Unconscious Bias
This is not a transformation but a transformation wanting to happen. A transformation in the making.
It started with my observation of Sarah at the retreat at Zion National park. Sarah quite overweight and in charge of lighting the candle at the beginning of meditation while the rest of us sit and watch. This ritual of candle lighting and bowing happened three or four times a day for seven days. I watched her and I loved her, and I loved her reverence for the ritual, not in a hurry. Each time she invited someone to light the candle and bow towards the altar with her. Followed with a bow towards each other. I did this with her a couple of times. As I sat and watched this same ritual over and over again continuing to be fascinated with the process and be fascinated with the curves and the power of her body as she bowed. The power of her owning her body just as it is.
I wanted to write about it and give it to her including noticing her big stomach and its curves and also noticing that noticing her big stomach seemed wrong although unavoidable.
I’ve been thinking about the things that are there but not to be spoken about. Like someone in a wheelchair or blind, don’t speak about it. And then there is a man’s scraggly beard or pompadour that distracts me but don’t speak about it or if I do speak about it why is it any of my business.
Then there are tattoos or talking with your mouth full or leaning over your food with your left arm on the table or not speaking up so that the whole table can hear you or at least I can hear you.
And then there’s all that I do as a white person that I am unconscious of that has an impact or is noticed by a black person, rather a person of color. Diana and I debriefed my Thanksgiving dinner party and the times of whiteness. And lack of listening to her or thinking we know what she’s talking about. We don’t know the black experience.
We don’t know the young person‘s experience and act like we do because we were young once but we’re not young now.
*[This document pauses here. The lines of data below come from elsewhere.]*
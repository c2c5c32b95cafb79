// This software is provided for non-commercial use only.
// Commercial use is strictly prohibited.
// If you use, modify, or redistribute this software, you must provide proper attribution to the original author.
// (c) 2026 Onur Tuna. All rights reserved.

//! Directory tailer — turns a producer's live frame directory into a lazy
//! sequence of completed filenames, strictly increasing in lexicographic
//! order.
//!
//! A file is declared complete either by the lookahead fast path (the
//! producer writes frames in sequence, so frame *i* is closed once frame
//! *i+k* exists) or by the size-stability fallback. The `last_name`
//! watermark only moves forward, so no name is ever produced twice within
//! one session.

use std::collections::VecDeque;
use std::path::{Path, PathBuf};
use std::time::{Duration, Instant, SystemTime};

use glob::Pattern;
use tracing::{debug, info, warn};

use crate::error::{HaulError, Result};
use crate::frames::FrameName;

/// Tuning knobs for one tail session. Field defaults mirror the sender CLI.
#[derive(Debug, Clone)]
pub struct TailerConfig {
    /// Directory to watch.
    pub src_dir: PathBuf,
    /// Glob the filenames must match.
    pub pattern: String,
    /// Only names lexicographically greater than this are produced.
    pub start_after: String,
    /// Lookahead distance; 0 disables the fast path.
    pub lookahead: u64,
    /// Milliseconds between size checks in the stability loop.
    pub stable_ms: u64,
    /// Consecutive equal size readings required.
    pub stable_passes: u32,
    /// Give up on the stability loop after this many seconds.
    pub max_wait_secs: u64,
    /// Milliseconds to wait while the file does not exist yet.
    pub file_wait_ms: u64,
    /// Polling interval between directory scans in the tail phase.
    pub scan_interval_ms: u64,
    /// Stop after producing this many names (0 = unlimited).
    pub max_files: u64,
    /// Produce the current backlog only, no tail phase.
    pub once: bool,
    /// Sweep stale `.part` files on startup and during the tail phase.
    pub cleanup_part_files: bool,
    /// A `.part` file older than this is considered abandoned.
    pub part_max_age_secs: u64,
    /// Interval between periodic `.part` sweeps (0 = startup only).
    pub cleanup_interval_secs: u64,
}

impl Default for TailerConfig {
    fn default() -> Self {
        Self {
            src_dir: PathBuf::from("."),
            pattern: "*.jpg".to_string(),
            start_after: String::new(),
            lookahead: 4,
            stable_ms: 5,
            stable_passes: 1,
            max_wait_secs: 1,
            file_wait_ms: 10,
            scan_interval_ms: 50,
            max_files: 0,
            once: false,
            cleanup_part_files: false,
            part_max_age_secs: 1,
            cleanup_interval_secs: 10,
        }
    }
}

/// One ready-to-send file produced by the tailer.
#[derive(Debug, Clone)]
pub struct TailedFile {
    pub path: PathBuf,
    pub name: String,
}

pub struct DirTailer {
    config: TailerConfig,
    pattern: Pattern,
    last_name: String,
    produced: u64,
    pending: VecDeque<String>,
    scanned_once: bool,
    last_cleanup: Instant,
}

impl DirTailer {
    pub fn new(config: TailerConfig) -> Result<Self> {
        let pattern = Pattern::new(&config.pattern)
            .map_err(|e| HaulError::Config(format!("Invalid glob '{}': {e}", config.pattern)))?;
        let mut tailer = DirTailer {
            last_name: config.start_after.clone(),
            pattern,
            config,
            produced: 0,
            pending: VecDeque::new(),
            scanned_once: false,
            last_cleanup: Instant::now(),
        };
        if tailer.config.cleanup_part_files {
            let removed = tailer.sweep_stale_parts();
            if removed > 0 {
                info!(removed, "Removed stale .part files on startup");
            }
        }
        Ok(tailer)
    }

    /// Number of names produced so far.
    pub fn produced(&self) -> u64 {
        self.produced
    }

    /// Blocking: return the next completed file, or `None` when the session
    /// is over (`once` backlog drained, or `max_files` reached).
    pub fn next(&mut self) -> Option<TailedFile> {
        loop {
            if self.config.max_files > 0 && self.produced >= self.config.max_files {
                return None;
            }

            if let Some(name) = self.pending.pop_front() {
                let path = self.config.src_dir.join(&name);
                if self.is_complete(&name, &path) {
                    self.last_name = name.clone();
                    self.produced += 1;
                    return Some(TailedFile { path, name });
                }
                warn!(name, "File not ready, skipping");
                continue;
            }

            if self.scanned_once {
                if self.config.once {
                    return None;
                }
                self.periodic_cleanup();
                std::thread::sleep(Duration::from_millis(self.config.scan_interval_ms));
            }
            self.pending = self.discover();
            self.scanned_once = true;
        }
    }

    /// List the directory, filter by glob and watermark, sort.
    fn discover(&self) -> VecDeque<String> {
        let entries = match std::fs::read_dir(&self.config.src_dir) {
            Ok(e) => e,
            Err(_) => return VecDeque::new(),
        };
        let mut names: Vec<String> = entries
            .filter_map(|e| e.ok())
            .filter_map(|e| e.file_name().into_string().ok())
            .filter(|n| self.pattern.matches(n) && n.as_str() > self.last_name.as_str())
            .collect();
        names.sort();
        names.into()
    }

    fn is_complete(&self, name: &str, path: &Path) -> bool {
        if self.config.lookahead > 0 {
            if let Some(frame) = FrameName::parse(name) {
                let sibling = self.config.src_dir.join(frame.advanced(self.config.lookahead));
                if sibling.exists() {
                    return true;
                }
            }
        }
        self.wait_for_stable(path)
    }

    /// Wait for `path` to exist, then require `stable_passes` consecutive
    /// equal size readings. At the deadline an existing file is accepted as
    /// complete; a missing one is skipped.
    fn wait_for_stable(&self, path: &Path) -> bool {
        let deadline = Instant::now() + Duration::from_secs(self.config.max_wait_secs);

        while !path.exists() {
            if Instant::now() > deadline {
                return false;
            }
            std::thread::sleep(Duration::from_millis(self.config.file_wait_ms));
        }

        let mut last = match std::fs::metadata(path) {
            Ok(m) => m.len(),
            Err(_) => return false,
        };

        let mut stable = 0u32;
        while stable < self.config.stable_passes {
            if Instant::now() > deadline {
                if self.config.stable_ms > 0 {
                    warn!(path = ?path, "File did not stabilize in time, treating as complete");
                }
                return true;
            }
            std::thread::sleep(Duration::from_millis(self.config.stable_ms));
            let now = match std::fs::metadata(path) {
                Ok(m) => m.len(),
                Err(_) => return false,
            };
            if now == last {
                stable += 1;
            } else {
                stable = 0;
                last = now;
            }
        }
        true
    }

    fn periodic_cleanup(&mut self) {
        if !self.config.cleanup_part_files || self.config.cleanup_interval_secs == 0 {
            return;
        }
        if self.last_cleanup.elapsed() < Duration::from_secs(self.config.cleanup_interval_secs) {
            return;
        }
        let removed = self.sweep_stale_parts();
        if removed > 0 {
            debug!(removed, "Periodic sweep removed stale .part files");
        }
        self.last_cleanup = Instant::now();
    }

    /// Delete `<pattern>.part` files older than `part_max_age_secs`.
    /// Abandoned partial writes from a crashed producer would otherwise
    /// sit in the directory forever.
    fn sweep_stale_parts(&mut self) -> usize {
        let part_pattern = match Pattern::new(&format!("{}.part", self.config.pattern)) {
            Ok(p) => p,
            Err(_) => return 0,
        };
        let entries = match std::fs::read_dir(&self.config.src_dir) {
            Ok(e) => e,
            Err(_) => return 0,
        };
        let max_age = Duration::from_secs(self.config.part_max_age_secs);
        let mut removed = 0;
        for entry in entries.filter_map(|e| e.ok()) {
            let Ok(name) = entry.file_name().into_string() else { continue };
            if !part_pattern.matches(&name) {
                continue;
            }
            let age = entry
                .metadata()
                .and_then(|m| m.modified())
                .ok()
                .and_then(|t| SystemTime::now().duration_since(t).ok());
            if let Some(age) = age {
                if age > max_age && std::fs::remove_file(entry.path()).is_ok() {
                    removed += 1;
                }
            }
        }
        removed
    }
}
I went to book reading on unconscious bias in the schools by a new colleague, Tracey Benson, introduced to us by Kathy Minardi. He is a professor at UNCC. Focus on race and culture and social justice and nonwhite culture, a former high school principal, brilliant, focused and disciplined in his field.
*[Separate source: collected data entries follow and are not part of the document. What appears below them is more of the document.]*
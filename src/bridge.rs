// This software is provided for non-commercial use only.
// Commercial use is strictly prohibited.
// If you use, modify, or redistribute this software, you must provide proper attribution to the original author.
// (c) 2026 Onur Tuna. All rights reserved.

//! Trigger bridge — turns incoming start-capture messages into a fleet of
//! sender sessions, one per camera.
//!
//! Two flavors share the same parsing and fan-out:
//!  - a SUB client connected to an upstream publisher (fire-and-forget),
//!  - a REP server that answers each trigger synchronously once the fleet
//!    finishes.
//!
//! Each camera gets its own in-process sender engine on a derived port
//! (`base_port + camera index`), a `start_after` watermark rebuilt from the
//! trigger's frame id, and a destination prefix of
//! `<dest_path>/<capture_id>/<camera_id>`. The whole cycle runs under one
//! wall-clock timeout; engines still running at expiry are abandoned.

use std::time::Duration;

use futures::{SinkExt, StreamExt};
use regex::Regex;
use serde::Deserialize;
use tokio::task::JoinHandle;
use tracing::{error, info, warn};

use crate::config::CameraMap;
use crate::error::{HaulError, Result};
use crate::sender::{self, SendReport, SenderConfig};
use crate::tailer::{DirTailer, TailerConfig};

#[derive(Debug, Clone)]
pub struct BridgeConfig {
    pub cameras: CameraMap,
    /// Receiver host every sender connects to.
    pub host: String,
    /// First receiver port; camera index is added per sender.
    pub base_port: u16,
    /// Connections per sender engine.
    pub connections: usize,
    pub pattern: String,
    pub lookahead: u64,
    pub stable_ms: u64,
    pub stable_passes: u32,
    /// Per-camera cap on files sent for one trigger.
    pub max_files: u64,
    /// Wall-clock budget for one full fleet cycle.
    pub timeout: Duration,
    /// Local PUB endpoint the raw trigger is mirrored to, for peer machines.
    pub republish: Option<String>,
}

/// Incoming trigger message. Field names are the upstream wire contract.
#[derive(Debug, Clone, Deserialize)]
pub struct TriggerMessage {
    pub frame_id: Option<String>,
    pub ball_id: Option<String>,
    #[serde(default)]
    pub dragonfly_key: Option<String>,
    #[serde(default)]
    pub side: Option<String>,
    #[serde(default, rename = "isStopped")]
    pub is_stopped: bool,
}

/// Extract the zero-padded frame index from a trigger's frame id, e.g.
/// `frame_camera01_000046836.jpg` → `000046836`.
pub fn parse_frame_suffix(frame_id: &str) -> Result<String> {
    let re = Regex::new(r"^frame_[^_]+_(\d{9})\.jpg$").expect("frame id pattern");
    let caps = re
        .captures(frame_id)
        .ok_or_else(|| HaulError::Trigger(format!("Invalid frame_id format: {frame_id}")))?;
    Ok(caps[1].to_string())
}

/// Outcome of one fleet cycle, keyed by camera.
#[derive(Debug)]
pub struct FleetOutcome {
    pub reports: Vec<(String, SendReport)>,
    pub failed_cameras: Vec<String>,
    pub timed_out: bool,
}

impl FleetOutcome {
    pub fn ok(&self) -> bool {
        !self.timed_out && self.failed_cameras.is_empty()
    }
}

/// Launch one sender engine per camera and wait for the fleet under the
/// configured wall-clock timeout.
pub async fn launch_fleet(
    config: &BridgeConfig,
    suffix: &str,
    capture_id: &str,
    key: &str,
    side: &str,
) -> FleetOutcome {
    let mut handles: Vec<(String, JoinHandle<Result<SendReport>>)> = Vec::new();

    for (idx, name, cam) in config.cameras.ordered() {
        let start_after = format!("frame_{name}_{suffix}.jpg");
        let dest_prefix = format!(
            "{}/{}/{}",
            cam.dest_path.display().to_string().trim_end_matches('/'),
            capture_id,
            name
        );
        let sender_cfg = SenderConfig {
            host: config.host.clone(),
            port: config.base_port + idx as u16,
            connections: config.connections,
            key: key.to_string(),
            side: side.to_string(),
            dest_prefix,
            ..Default::default()
        };
        let tailer_cfg = TailerConfig {
            src_dir: cam.src.clone(),
            pattern: config.pattern.clone(),
            start_after: start_after.clone(),
            lookahead: config.lookahead,
            stable_ms: config.stable_ms,
            stable_passes: config.stable_passes,
            max_files: config.max_files,
            once: true,
            ..Default::default()
        };
        info!(
            camera = name,
            port = sender_cfg.port,
            start_after,
            "Starting sender for trigger"
        );
        let camera = name.clone();
        let handle = tokio::task::spawn_blocking(move || {
            let mut tailer = DirTailer::new(tailer_cfg)?;
            sender::run(&sender_cfg, &mut tailer)
        });
        handles.push((camera, handle));
    }

    let deadline = tokio::time::sleep(config.timeout);
    tokio::pin!(deadline);

    let mut outcome = FleetOutcome {
        reports: Vec::new(),
        failed_cameras: Vec::new(),
        timed_out: false,
    };

    for (camera, handle) in &mut handles {
        tokio::select! {
            _ = &mut deadline => {
                outcome.timed_out = true;
                break;
            }
            joined = handle => {
                match joined {
                    Ok(Ok(report)) => {
                        if !report.failed.is_empty() {
                            outcome.failed_cameras.push(camera.clone());
                        }
                        outcome.reports.push((camera.clone(), report));
                    }
                    Ok(Err(e)) => {
                        error!(camera = %camera, error = %e, "Sender engine failed");
                        outcome.failed_cameras.push(camera.clone());
                    }
                    Err(e) => {
                        error!(camera = %camera, error = %e, "Sender task panicked");
                        outcome.failed_cameras.push(camera.clone());
                    }
                }
            }
        }
    }

    if outcome.timed_out {
        warn!(timeout = ?config.timeout, "Fleet timed out, abandoning remaining senders");
        for (_, handle) in &handles {
            handle.abort();
        }
    }
    outcome
}

/// Shared trigger handling: validate, derive parameters, run the fleet.
async fn handle_trigger(config: &BridgeConfig, trigger: &TriggerMessage) -> Result<String> {
    if trigger.is_stopped {
        info!("Trigger flagged isStopped, ignoring");
        return Ok("IGNORED: isStopped".to_string());
    }
    let frame_id = trigger
        .frame_id
        .as_deref()
        .ok_or_else(|| HaulError::Trigger("missing 'frame_id'".into()))?;
    let capture_id = trigger
        .ball_id
        .as_deref()
        .ok_or_else(|| HaulError::Trigger("missing 'ball_id'".into()))?;
    let suffix = parse_frame_suffix(frame_id)?;
    let key = trigger.dragonfly_key.as_deref().unwrap_or("");
    let side = trigger.side.as_deref().unwrap_or("");

    info!(capture = capture_id, suffix, "Launching sender fleet");
    let outcome = launch_fleet(config, &suffix, capture_id, key, side).await;
    if outcome.ok() {
        Ok(format!("SUCCESS: launched with start-after={suffix}"))
    } else if outcome.timed_out {
        Err(HaulError::Trigger("fleet timed out".into()))
    } else {
        Err(HaulError::Trigger(format!(
            "one or more senders failed ({})",
            outcome.failed_cameras.join(", ")
        )))
    }
}

fn parse_trigger(raw: &[u8]) -> Result<TriggerMessage> {
    serde_json::from_slice(raw).map_err(|e| HaulError::Trigger(format!("invalid JSON: {e}")))
}

/// SUB flavor: subscribe to an upstream publisher and run a fleet per
/// trigger. Runs until the socket closes.
pub async fn run_subscriber(
    config: BridgeConfig,
    endpoint: &str,
    topic: &str,
) -> Result<()> {
    let ctx = tmq::Context::new();
    let mut socket = tmq::subscribe(&ctx)
        .connect(endpoint)?
        .subscribe(topic.as_bytes())?;
    info!(endpoint, topic, "Bridge subscribed to upstream triggers");

    let mut republisher = match &config.republish {
        Some(pub_endpoint) => {
            let sock = tmq::publish(&ctx).bind(pub_endpoint)?;
            info!(endpoint = pub_endpoint, "Re-publishing triggers locally");
            Some(sock)
        }
        None => None,
    };

    while let Some(msg) = socket.next().await {
        let multipart = msg?;
        // With a topic filter the payload is the last frame.
        let Some(body) = multipart.iter().last() else {
            continue;
        };
        let raw = body.to_vec();

        if let Some(pub_sock) = republisher.as_mut() {
            let parts: Vec<zmq::Message> =
                multipart.iter().map(|m| zmq::Message::from(&**m)).collect();
            if let Err(e) = pub_sock.send(tmq::Multipart::from(parts)).await {
                warn!(error = %e, "Trigger re-publish failed");
            }
        }

        match parse_trigger(&raw) {
            Ok(trigger) => match handle_trigger(&config, &trigger).await {
                Ok(status) => info!(status, "Trigger handled"),
                Err(e) => error!(error = %e, "Trigger failed"),
            },
            Err(e) => warn!(error = %e, "Unparsable trigger message"),
        }
    }
    Ok(())
}

/// REP flavor: serve triggers synchronously, replying `SUCCESS: …` or
/// `ERROR: …` after the fleet terminates.
pub async fn run_reply_server(config: BridgeConfig, port: u16) -> Result<()> {
    let ctx = tmq::Context::new();
    let mut recv_sock = tmq::reply(&ctx).bind(&format!("tcp://*:{port}"))?;
    info!(port, "Bridge reply server listening for triggers");

    loop {
        let (multipart, send_sock) = recv_sock.recv().await?;
        let reply = match multipart.iter().last() {
            Some(body) => match parse_trigger(&body.to_vec()) {
                Ok(trigger) => match handle_trigger(&config, &trigger).await {
                    Ok(status) => status,
                    Err(e) => format!("ERROR: {e}"),
                },
                Err(e) => format!("ERROR: {e}"),
            },
            None => "ERROR: empty message".to_string(),
        };
        let parts: Vec<zmq::Message> = vec![reply.as_bytes().into()];
        recv_sock = send_sock.send(tmq::Multipart::from(parts)).await?;
    }
}

/// Fire one trigger message at several REP servers in parallel. Returns
/// `(target, reply)` pairs; a missing reply within `timeout` is an error
/// entry.
pub async fn send_trigger(
    targets: &[String],
    message: &str,
    timeout: Duration,
) -> Vec<(String, Result<String>)> {
    let mut tasks = Vec::new();
    for target in targets {
        let target = target.clone();
        let message = message.to_string();
        tasks.push(tokio::spawn(async move {
            let result = request_once(&target, &message, timeout).await;
            (target, result)
        }));
    }
    let mut results = Vec::new();
    for task in tasks {
        match task.await {
            Ok(pair) => results.push(pair),
            Err(e) => results.push(("<join>".to_string(), Err(HaulError::Trigger(e.to_string())))),
        }
    }
    results
}

async fn request_once(target: &str, message: &str, timeout: Duration) -> Result<String> {
    let ctx = tmq::Context::new();
    let endpoint = format!("tcp://{target}");
    let send_sock = tmq::request(&ctx).connect(&endpoint)?;
    let parts: Vec<zmq::Message> = vec![message.as_bytes().into()];

    let exchange = async move {
        let recv_sock = send_sock.send(tmq::Multipart::from(parts)).await?;
        let (reply, _next) = recv_sock.recv().await?;
        let text = reply
            .iter()
            .last()
            .and_then(|m| m.as_str().map(str::to_string))
            .unwrap_or_default();
        Ok::<String, HaulError>(text)
    };

    tokio::time::timeout(timeout, exchange)
        .await
        .map_err(|_| HaulError::Trigger(format!("Timeout sending to {target}")))?
}

#[cfg(test)]
mod tests {
    use super::*;

    #[test]
    fn frame_suffix_extraction() {
        assert_eq!(
            parse_frame_suffix("frame_camera01_000046836.jpg").unwrap(),
            "000046836"
        );
        assert!(parse_frame_suffix("frame_cam_01_000046836.jpg").is_err());
        assert!(parse_frame_suffix("frame_camera01_12345.jpg").is_err());
        assert!(parse_frame_suffix("not_a_frame.jpg").is_err());
    }

    #[test]
    fn trigger_json_field_names() {
        let raw = r#"{
            "frame_id": "frame_camera01_000000001.jpg",
            "ball_id": "BPL_1",
            "dragonfly_key": "BPL_1_V0",
            "side": "FE",
            "isStopped": false
        }"#;
        let t: TriggerMessage = serde_json::from_str(raw).unwrap();
        assert_eq!(t.ball_id.as_deref(), Some("BPL_1"));
        assert!(!t.is_stopped);

        let stopped: TriggerMessage =
            serde_json::from_str(r#"{"isStopped": true}"#).unwrap();
        assert!(stopped.is_stopped);
    }
}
At the book signing I said I think there’s unconscious bias everywhere not just white teachers towards black students, rather students of color. That I have unconscious bias and that he has unconscious bias about many things, and we don’t even know because it is unconscious. Then I told him that’s how we begin our work with executives, and they are at first offended and defensive but not for long because it is so obvious that they have a point of view whether it is about someone’s hair, weight, or wheelchair.
You could have a room full of all white 50-year-old New York bankers and they would have an unconscious bias towards each other for the way they process ideas, or for the way they listen, or for how quick they are to get a joke or slow they are. He saw a new access for working with teachers who say they are not racist, or they defend the reason they call on the white students, it’s because blah blah blah.
So now I am still working on the essay about Sarah and lighting the candles and loving her just the way she is and me just the way I am.